BackgroundKCNH2 gene mutations disrupting rapid component of IK (IKr) underlie type 2 congenital long QT syndrome (LQT2). Startled auditory stimuli are specific symptomatic triggers in LQT2, thus suggesting fast arrhythmogenic mechanism.ObjectiveWe investigated acute α1A- and cyclic adenosine monophosphate (cAMP)–related β-adrenergic modulation of IKr in HL-1 cardiomyocytes, wild type (WT)– and 2 LQT2-associated mutant Kv11.1 channels (Y43D- and K595E-Kv11.1) reconstituted in Chinese hamster ovary (CHO) cells.MethodsIKr and Kv11.1 currents were recorded using the whole-cell patch-clamp technique and confocal microscopy of HL-1 cardiomyocytes transfected with green fluorescent protein (GFP)-tagged pleckstrin homology domain of phospholipase C-δ1 visualized fluctuations of membrane phosphatidylinositol 4,5-bisphosphate (PIP2) content.ResultsIn HL-1 cardiomyocytes expressing human α1A-adrenoceptor, superfusion with phenylephrine significantly reduced IKr amplitude, shifted current activation to more positive potentials, and accelerated kinetics of deactivation. Confocal images showed a decline of membrane PIP2 content during phenylephrine exposure. Simultaneous application of adenylyl cyclase activator forskolin and phosphodiesterase inhibitor 3-isobutyl-1-methylxantine (IBMX) shifted IKr activation to more negative potentials and decreased tail current amplitudes after depolarizations between +10 and +50 mV. In CHO cells, α1A-adrenoceptor activation downregulated WT-Kv11.1 channels and forskolin/IBMX produced a dual effect. Expressed alone, the Y43D-Kv11.1 or K595E-Kv11.1 channel had no measurable function.
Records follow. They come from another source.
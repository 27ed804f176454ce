//! Builders for the client frames the channel sends.

use donorlink_core::config::RealtimeConfig;
use donorlink_entity::session::Session;

use super::frame::{Command, Frame};

/// Subscription id used for the per-user notification queue.
pub const NOTIFICATION_SUBSCRIPTION_ID: &str = "sub-notifications";

/// Build the CONNECT frame.
///
/// `host` is the virtual host, usually the server's host name.
pub fn build_connect(host: &str, session: &Session, config: &RealtimeConfig) -> Frame {
    Frame::new(Command::Connect)
        .header("accept-version", "1.2")
        .header("host", host)
        .header(
            "heart-beat",
            format!(
                "{},{}",
                config.heartbeat_outgoing_ms, config.heartbeat_incoming_ms
            ),
        )
        .header("Authorization", session.credential.bearer())
        .header(config.user_id_header.as_str(), session.user_id.to_string())
}

/// Build the SUBSCRIBE frame for the user's notification queue.
pub fn build_subscribe(destination: &str) -> Frame {
    Frame::new(Command::Subscribe)
        .header("id", NOTIFICATION_SUBSCRIPTION_ID)
        .header("destination", destination)
        .header("ack", "auto")
}

/// Heartbeat frame text.
pub fn heartbeat() -> String {
    "\n".to_string()
}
However, co-expression of WT-Kv11.1 and each mutant protein evoked currents with loss-of-function alterations but identical to WT-Kv11.1 α1A- and forskolin/IBMX-induced regulation.ConclusionAcute adrenergic regulation of at least 2 Kv11.1 mutant channels is preserved as in WT-Kv11.1 and native IKr. Suppression of α1A-adrenoceptor-related transduction might have therapeutic implications in some cases of LQT2.